Nha Trang is the main beach town destination for both westerners and Vietnamese. The long sandy shore curves with the city trimmed by a wonderful boardwalk containing well kept gardens. A scattering of islands poke up out of the South China Sea with a large closer one connected to land by a long gondola. The fifteen minute gondola ride brings you to Vinpearl Island which is an amusement/water park on the ocean. We did not go.

The ocean shines an emerald green in the pictures and postcards I see here, but the weather right now resembles the shore in northwest U.S. There are dark wet clouds are mixed with the soft hazy mists and the waves are curling in large crashing surf with an equally powerful rip tide. It is an absolutely mesmerizing scene, but it sure don't make for a beach day. No complaints, it's nice to be out of the heat.

Across the street from the boardwalk is a line of high-rise four star hotels. Many are still under construction and the completed ones seem mostly vacant. This place looks like it is planning on growing their tourism industry quickly, but for now most of the action is still in the smaller backpacker district a few blocks off the beach where there are a tons of cheap little guest houses, restaurants, and scuba shops.

We ended up staying more to the north near downtown by the market. We jumped off a sleepless bus ride at 7am in front of a hotel that had a $10 room with a balcony and hot coffee - we took it. The hotel that was the easiest to get proved to be the most impossible to find again. We probably headed in and out of the place eight times over two days and could never find it before three tries. The streets go in weird directions in Nha Trang, rarely staying straight for long so so its kind of funny we decided this would be the place we wanted to rent a motorbike and tool around.

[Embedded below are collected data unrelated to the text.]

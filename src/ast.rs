//! The Papyrus syntax tree.
//!
//! Every node owns its children outright and records the [`Span`] from its
//! first to its last token. Nothing is mutated once [`crate::parse`] returns.

use crate::token::Span;
use crate::types::Type;
use serde::Serialize;

#[derive(Debug, PartialEq, Clone, Serialize)]
pub struct Identifier {
    pub name: String,
    pub span: Span,
}

impl Identifier {
    pub fn new(name: impl Into<String>, span: Span) -> Self {
        Self {
            name: name.into(),
            span,
        }
    }

    /// Papyrus identifiers are case-insensitive.
    pub fn is(&self, other: &str) -> bool {
        self.name.eq_ignore_ascii_case(other)
    }
}

#[derive(Debug, PartialEq, Clone, Default, Serialize)]
pub struct ScriptFlags {
    pub hidden: bool,
    pub conditional: bool,
    pub native: bool,
}

/// The root of a parsed file.
#[derive(Debug, PartialEq, Clone, Serialize)]
pub struct Script {
    pub name: Identifier,
    pub parent: Option<Identifier>,
    pub flags: ScriptFlags,
    pub doc: Option<String>,
    pub imports: Vec<Import>,
    pub members: Vec<Member>,
    pub span: Span,
}

impl Script {
    pub fn functions(&self) -> impl Iterator<Item = &FunctionDecl> {
        self.members.iter().filter_map(|member| match member {
            Member::Function(function) => Some(function),
            _ => None,
        })
    }

    pub fn function(&self, name: &str) -> Option<&FunctionDecl> {
        self.functions().find(|function| function.name.is(name))
    }
}

#[derive(Debug, PartialEq, Clone, Serialize)]
pub struct Import {
    pub name: Identifier,
    pub span: Span,
}

#[derive(Debug, PartialEq, Clone, Serialize)]
pub enum Member {
    Variable(VariableDecl),
    Property(PropertyDecl),
    Function(FunctionDecl),
    Event(EventDecl),
    State(StateDecl),
}

impl Member {
    pub fn span(&self) -> Span {
        match self {
            Member::Variable(node) => node.span,
            Member::Property(node) => node.span,
            Member::Function(node) => node.span,
            Member::Event(node) => node.span,
            Member::State(node) => node.span,
        }
    }
}

/// A script-level variable. Initializers must be literals.
#[derive(Debug, PartialEq, Clone, Serialize)]
pub struct VariableDecl {
    pub ty: Type,
    pub name: Identifier,
    pub initializer: Option<Literal>,
    pub conditional: bool,
    pub span: Span,
}

#[derive(Debug, PartialEq, Clone, Serialize)]
pub enum PropertyKind {
    Auto { initializer: Option<Literal> },
    AutoReadOnly { initializer: Literal },
    Full {
        getter: Option<Box<FunctionDecl>>,
        setter: Option<Box<FunctionDecl>>,
    },
}

#[derive(Debug, PartialEq, Clone, Serialize)]
pub struct PropertyDecl {
    pub ty: Type,
    pub name: Identifier,
    pub kind: PropertyKind,
    pub hidden: bool,
    pub conditional: bool,
    pub doc: Option<String>,
    pub span: Span,
}

#[derive(Debug, PartialEq, Clone, Default, Serialize)]
pub struct FunctionFlags {
    pub native: bool,
    pub global: bool,
}

#[derive(Debug, PartialEq, Clone, Serialize)]
pub struct FunctionDecl {
    pub return_type: Option<Type>,
    pub name: Identifier,
    pub params: Vec<Parameter>,
    pub body: Vec<Statement>,
    pub flags: FunctionFlags,
    pub doc: Option<String>,
    pub span: Span,
}

#[derive(Debug, PartialEq, Clone, Serialize)]
pub struct EventDecl {
    pub name: Identifier,
    pub params: Vec<Parameter>,
    pub body: Vec<Statement>,
    pub native: bool,
    pub doc: Option<String>,
    pub span: Span,
}

#[derive(Debug, PartialEq, Clone, Serialize)]
pub struct StateDecl {
    pub name: Identifier,
    pub auto: bool,
    pub events: Vec<EventDecl>,
    pub span: Span,
}

#[derive(Debug, PartialEq, Clone, Serialize)]
pub struct Parameter {
    pub ty: Type,
    pub name: Identifier,
    pub default: Option<Literal>,
    pub span: Span,
}

#[derive(Debug, PartialEq, Clone, Serialize)]
pub enum Statement {
    Expression(ExprStmt),
    Assign(Assign),
    If(If),
    While(While),
    Return(Return),
    Declare(Declare),
}

impl Statement {
    pub fn span(&self) -> Span {
        match self {
            Statement::Expression(node) => node.span,
            Statement::Assign(node) => node.span,
            Statement::If(node) => node.span,
            Statement::While(node) => node.span,
            Statement::Return(node) => node.span,
            Statement::Declare(node) => node.span,
        }
    }
}

#[derive(Debug, PartialEq, Clone, Serialize)]
pub struct ExprStmt {
    pub expr: Expression,
    pub span: Span,
}

#[derive(Debug, PartialEq, Eq, Clone, Copy, Serialize)]
pub enum AssignOp {
    Assign,   // =
    Add,      // +=
    Subtract, // -=
    Multiply, // *=
    Divide,   // /=
    Modulo,   // %=
}

#[derive(Debug, PartialEq, Clone, Serialize)]
pub struct Assign {
    pub target: Expression,
    pub op: AssignOp,
    pub value: Expression,
    pub span: Span,
}

/// One `If`/`ElseIf` arm.
#[derive(Debug, PartialEq, Clone, Serialize)]
pub struct Branch {
    pub condition: Expression,
    pub body: Vec<Statement>,
    pub span: Span,
}

#[derive(Debug, PartialEq, Clone, Serialize)]
pub struct If {
    pub branches: Vec<Branch>,
    pub else_body: Option<Vec<Statement>>,
    pub span: Span,
}

#[derive(Debug, PartialEq, Clone, Serialize)]
pub struct While {
    pub condition: Expression,
    pub body: Vec<Statement>,
    pub span: Span,
}

#[derive(Debug, PartialEq, Clone, Serialize)]
pub struct Return {
    pub value: Option<Expression>,
    pub span: Span,
}

/// A local variable declaration inside a function or event body.
#[derive(Debug, PartialEq, Clone, Serialize)]
pub struct Declare {
    pub ty: Type,
    pub name: Identifier,
    pub initializer: Option<Expression>,
    pub span: Span,
}

#[derive(Debug, PartialEq, Clone, Serialize)]
pub enum Expression {
    Literal(Literal),
    Identifier(Identifier),
    Unary(Unary),
    Binary(Binary),
    Call(Call),
    MemberAccess(MemberAccess),
    Index(Index),
    Cast(Cast),
    New(New),
    ArrayLength(ArrayLength),
}

impl Expression {
    pub fn span(&self) -> Span {
        match self {
            Expression::Literal(node) => node.span,
            Expression::Identifier(node) => node.span,
            Expression::Unary(node) => node.span,
            Expression::Binary(node) => node.span,
            Expression::Call(node) => node.span,
            Expression::MemberAccess(node) => node.span,
            Expression::Index(node) => node.span,
            Expression::Cast(node) => node.span,
            Expression::New(node) => node.span,
            Expression::ArrayLength(node) => node.span,
        }
    }

    /// Whether the expression names a storage location.
    pub fn is_assignable(&self) -> bool {
        matches!(
            self,
            Expression::Identifier(_) | Expression::MemberAccess(_) | Expression::Index(_)
        )
    }
}

#[derive(Debug, PartialEq, Clone, Serialize)]
pub enum LiteralValue {
    Bool(bool),
    Int(i32),
    Float(f32),
    String(String),
    None,
    SelfRef,
    Parent,
}

#[derive(Debug, PartialEq, Clone, Serialize)]
pub struct Literal {
    pub value: LiteralValue,
    pub span: Span,
}

#[derive(Debug, PartialEq, Eq, Clone, Copy, Serialize)]
pub enum UnaryOp {
    Negate, // -
    Not,    // !
}

#[derive(Debug, PartialEq, Clone, Serialize)]
pub struct Unary {
    pub op: UnaryOp,
    pub operand: Box<Expression>,
    pub span: Span,
}

#[derive(Debug, PartialEq, Eq, Clone, Copy, Serialize)]
pub enum BinaryOp {
    Or,
    And,
    Equal,
    NotEqual,
    Less,
    LessEqual,
    Greater,
    GreaterEqual,
    Add,
    Subtract,
    Multiply,
    Divide,
    Modulo,
}

#[derive(Debug, PartialEq, Clone, Serialize)]
pub struct Binary {
    pub op: BinaryOp,
    pub left: Box<Expression>,
    pub right: Box<Expression>,
    pub span: Span,
}

/// A call argument, optionally named: `Foo(abForce = true)`.
#[derive(Debug, PartialEq, Clone, Serialize)]
pub struct Argument {
    pub name: Option<Identifier>,
    pub value: Expression,
    pub span: Span,
}

#[derive(Debug, PartialEq, Clone, Serialize)]
pub struct Call {
    pub callee: Box<Expression>,
    pub args: Vec<Argument>,
    pub span: Span,
}

#[derive(Debug, PartialEq, Clone, Serialize)]
pub struct MemberAccess {
    pub object: Box<Expression>,
    pub member: Identifier,
    pub span: Span,
}

#[derive(Debug, PartialEq, Clone, Serialize)]
pub struct Index {
    pub array: Box<Expression>,
    pub subscript: Box<Expression>,
    pub span: Span,
}

#[derive(Debug, PartialEq, Clone, Serialize)]
pub struct Cast {
    pub expr: Box<Expression>,
    pub target: Type,
    pub span: Span,
}

/// `New Int[10]` allocates an array. A bare `New Point` constructs a struct.
#[derive(Debug, PartialEq, Clone, Serialize)]
pub struct New {
    pub ty: Type,
    pub size: Option<Box<Expression>>,
    pub span: Span,
}

/// `array.Length`
#[derive(Debug, PartialEq, Clone, Serialize)]
pub struct ArrayLength {
    pub array: Box<Expression>,
    pub span: Span,
}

I had a motorcycle when I was 19. It was not the functioning of the vehicle that I was concerned about. Moving through the streets in Asia, as far as I've seen, looks like a great challenge in itself. There is a beautiful grace that the motorbike traffic displays. The dance is crowded yet ever flowing in the same calm pace navigating thought intersections. It's like a video game where the anticipation of twenty moving objects make you plan your flow thru a two dimensional maze. The best part is that this traffic is not in a hurry and they are all very patient.

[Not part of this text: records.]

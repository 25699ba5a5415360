//! Finding script files on disk and parsing many of them at once.

use crate::error::CompilerError;
use crate::ParseResult;
use regex::Regex;
use std::any::Any;
use std::fs;
use std::panic::{self, AssertUnwindSafe};
use std::path::{Path, PathBuf};
use std::sync::atomic::{AtomicUsize, Ordering};
use std::thread;
use walkdir::WalkDir;

#[derive(Debug)]
pub struct FileReport {
    pub path: PathBuf,
    pub result: ParseResult,
}

impl FileReport {
    pub fn is_success(&self) -> bool {
        self.result.is_success()
    }
}

/// Recursively collects files under `root` whose path matches `pattern`,
/// sorted. A plain file is returned as-is, whatever its name.
pub fn discover(root: &Path, pattern: &Regex) -> Result<Vec<PathBuf>, CompilerError> {
    if !root.exists() {
        return Err(CompilerError::FileNotFound(root.to_path_buf()));
    }
    if root.is_file() {
        return Ok(vec![root.to_path_buf()]);
    }

    let mut files = Vec::new();
    for entry in WalkDir::new(root) {
        let entry = entry.map_err(|source| CompilerError::Walk {
            path: root.to_path_buf(),
            source,
        })?;
        if entry.file_type().is_file() && pattern.is_match(&entry.path().to_string_lossy()) {
            files.push(entry.into_path());
        }
    }
    files.sort();

    tracing::debug!(root = %root.display(), count = files.len(), "discovered scripts");
    Ok(files)
}

pub fn parse_file(path: &Path) -> Result<FileReport, CompilerError> {
    let bytes = fs::read(path).map_err(|source| match source.kind() {
        std::io::ErrorKind::NotFound => CompilerError::FileNotFound(path.to_path_buf()),
        _ => CompilerError::Io {
            path: path.to_path_buf(),
            source,
        },
    })?;

    let source = std::str::from_utf8(&bytes).map_err(|error| CompilerError::InvalidEncoding {
        path: path.to_path_buf(),
        offset: error.valid_up_to(),
    })?;

    tracing::debug!(path = %path.display(), bytes = bytes.len(), "parsing file");
    let result = crate::parse(source);
    tracing::debug!(
        path = %path.display(),
        diagnostics = result.diagnostics.len(),
        "parsed file"
    );

    Ok(FileReport {
        path: path.to_path_buf(),
        result,
    })
}

/// Parses `paths` on up to `jobs` scoped worker threads. Workers pull the
/// next unclaimed index, so the output keeps the input order.
pub fn parse_files(
    paths: &[PathBuf],
    jobs: usize,
) -> Vec<(PathBuf, Result<FileReport, CompilerError>)> {
    run_parallel(paths, jobs, parse_file)
}

/// Runs `task` over every path. A panicking task becomes an error for its
/// own path; every path always gets exactly one result.
fn run_parallel<F>(
    paths: &[PathBuf],
    jobs: usize,
    task: F,
) -> Vec<(PathBuf, Result<FileReport, CompilerError>)>
where
    F: Fn(&Path) -> Result<FileReport, CompilerError> + Sync,
{
    let workers = jobs.clamp(1, paths.len().max(1));
    let next = AtomicUsize::new(0);

    let mut finished: Vec<(usize, Result<FileReport, CompilerError>)> = thread::scope(|scope| {
        let handles: Vec<_> = (0..workers)
            .map(|worker| {
                let next = &next;
                let task = &task;
                scope.spawn(move || {
                    let mut done = Vec::new();
                    loop {
                        let index = next.fetch_add(1, Ordering::Relaxed);
                        let Some(path) = paths.get(index) else {
                            break;
                        };
                        tracing::trace!(worker, path = %path.display(), "worker picked up file");
                        let result = panic::catch_unwind(AssertUnwindSafe(|| task(path)))
                            .unwrap_or_else(|payload| {
                                tracing::error!(path = %path.display(), "worker panicked");
                                Err(CompilerError::Panicked {
                                    path: path.to_path_buf(),
                                    message: panic_message(payload.as_ref()),
                                })
                            });
                        done.push((index, result));
                    }
                    done
                })
            })
            .collect();

        handles
            .into_iter()
            .flat_map(|handle| handle.join().unwrap_or_else(|payload| panic::resume_unwind(payload)))
            .collect()
    });

    finished.sort_by_key(|(index, _)| *index);
    finished
        .into_iter()
        .map(|(index, result)| (paths[index].clone(), result))
        .collect()
}

fn panic_message(payload: &(dyn Any + Send)) -> String {
    if let Some(message) = payload.downcast_ref::<&str>() {
        String::from(*message)
    } else if let Some(message) = payload.downcast_ref::<String>() {
        message.clone()
    } else {
        String::from("unknown panic")
    }
}

#[cfg(test)]
mod tests {
    use super::*;
    use crate::config::DEFAULT_SOURCE_PATTERN;

    fn write(dir: &Path, name: &str, contents: &[u8]) -> PathBuf {
        let path = dir.join(name);
        if let Some(parent) = path.parent() {
            fs::create_dir_all(parent).unwrap();
        }
        fs::write(&path, contents).unwrap();
        path
    }

    #[test]
    fn discovery_filters_and_sorts() {
        let dir = tempfile::tempdir().unwrap();
        write(dir.path(), "b.psc", b"Scriptname B\n");
        write(dir.path(), "nested/a.PSC", b"Scriptname A\n");
        write(dir.path(), "notes.txt", b"hello");

        let pattern = Regex::new(DEFAULT_SOURCE_PATTERN).unwrap();
        let found = discover(dir.path(), &pattern).unwrap();
        let names: Vec<String> = found
            .iter()
            .map(|p| p.strip_prefix(dir.path()).unwrap().to_string_lossy().replace('\\', "/"))
            .collect();
        assert_eq!(names, vec!["b.psc", "nested/a.PSC"]);
    }

    #[test]
    fn missing_root_is_not_found() {
        let pattern = Regex::new(DEFAULT_SOURCE_PATTERN).unwrap();
        let result = discover(Path::new("/definitely/not/here"), &pattern);
        assert!(matches!(result, Err(CompilerError::FileNotFound(_))));
    }

    #[test]
    fn non_utf8_is_an_encoding_error() {
        let dir = tempfile::tempdir().unwrap();
        let path = write(dir.path(), "bad.psc", b"Scriptname \xff\n");
        assert!(matches!(
            parse_file(&path),
            Err(CompilerError::InvalidEncoding { offset: 11, .. })
        ));
    }

    #[test]
    fn parallel_results_keep_input_order() {
        let dir = tempfile::tempdir().unwrap();
        let paths: Vec<PathBuf> = (0..12)
            .map(|i| {
                let source = if i % 3 == 0 {
                    format!("Scriptname S{}\nFunction F(\nEndFunction\n", i)
                } else {
                    format!("Scriptname S{}\nFunction F()\nEndFunction\n", i)
                };
                write(dir.path(), &format!("s{:02}.psc", i), source.as_bytes())
            })
            .collect();

        let results = parse_files(&paths, 4);
        assert_eq!(results.len(), 12);
        for (i, (path, result)) in results.iter().enumerate() {
            assert_eq!(path, &paths[i]);
            let report = result.as_ref().unwrap();
            assert_eq!(report.result.script.name.name, format!("S{}", i));
            assert_eq!(report.is_success(), i % 3 != 0);
        }
    }

    #[test]
    fn a_panicking_file_still_gets_a_result() {
        let paths: Vec<PathBuf> = (0..6).map(|i| PathBuf::from(format!("s{}.psc", i))).collect();
        let results = run_parallel(&paths, 3, |path| {
            if path.ends_with("s2.psc") {
                panic!("boom");
            }
            Ok(FileReport {
                path: path.to_path_buf(),
                result: crate::parse("Scriptname S\n"),
            })
        });

        assert_eq!(results.len(), 6);
        for (i, (path, result)) in results.iter().enumerate() {
            assert_eq!(path, &paths[i]);
            match result {
                Err(CompilerError::Panicked { message, .. }) => {
                    assert_eq!(i, 2);
                    assert_eq!(message, "boom");
                }
                other => assert!(other.is_ok(), "{:?}", other),
            }
        }
    }

    #[test]
    fn empty_input_spawns_nothing_useful() {
        assert!(parse_files(&[], 8).is_empty());
    }
}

A bus can block the whole street and everyone will wait as long as it takes. Other places I've been the horns would be going off while they tried to drive over each other to get in the front of the pack. That was not for me. I drove, with Asiana on the back, up and down coast in the drizzle and I did pretty good. I can't say i drive as graceful the lady with three kids (one in front - two in back), and a couple of ten gallon baskets of produce on each side with her right hand on the throttle while the left is typing a text message, but I only nailed my breaks a couple of times.

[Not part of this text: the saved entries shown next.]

use crate::token::Span;
use serde::Serialize;
use std::fmt;

#[derive(Debug, PartialEq, Clone, Serialize)]
pub enum DataType {
    Bool,
    Int,
    Float,
    String,
    Object(String), // Any script name, e.g. Actor or ObjectReference
}

/// A type as written in source, e.g. `Int`, `Actor[]`.
#[derive(Debug, PartialEq, Clone, Serialize)]
pub struct Type {
    pub data_type: DataType,
    pub is_array: bool,
    pub span: Span,
}

impl Type {
    pub fn new(data_type: DataType, is_array: bool, span: Span) -> Self {
        Self {
            data_type,
            is_array,
            span,
        }
    }
}

impl fmt::Display for DataType {
    fn fmt(&self, f: &mut fmt::Formatter) -> fmt::Result {
        match self {
            DataType::Bool => write!(f, "Bool"),
            DataType::Int => write!(f, "Int"),
            DataType::Float => write!(f, "Float"),
            DataType::String => write!(f, "String"),
            DataType::Object(name) => write!(f, "{}", name),
        }
    }
}

impl fmt::Display for Type {
    fn fmt(&self, f: &mut fmt::Formatter) -> fmt::Result {
        if self.is_array {
            write!(f, "{}[]", self.data_type)
        } else {
            write!(f, "{}", self.data_type)
        }
    }
}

Our ride tools us up the coast over small hills, rice paddies, and fishing villages. We stopped at a tall statue of Quan Yin (Buddha's mom) where we got a very nice tour by the monk who was really into photography. He took our camera and made us pose in front of everything at the little temple. He was a sweet man and it was a sweet place.

I give Nha Trang a thumbs up. I think it would be a great place in the "on" season.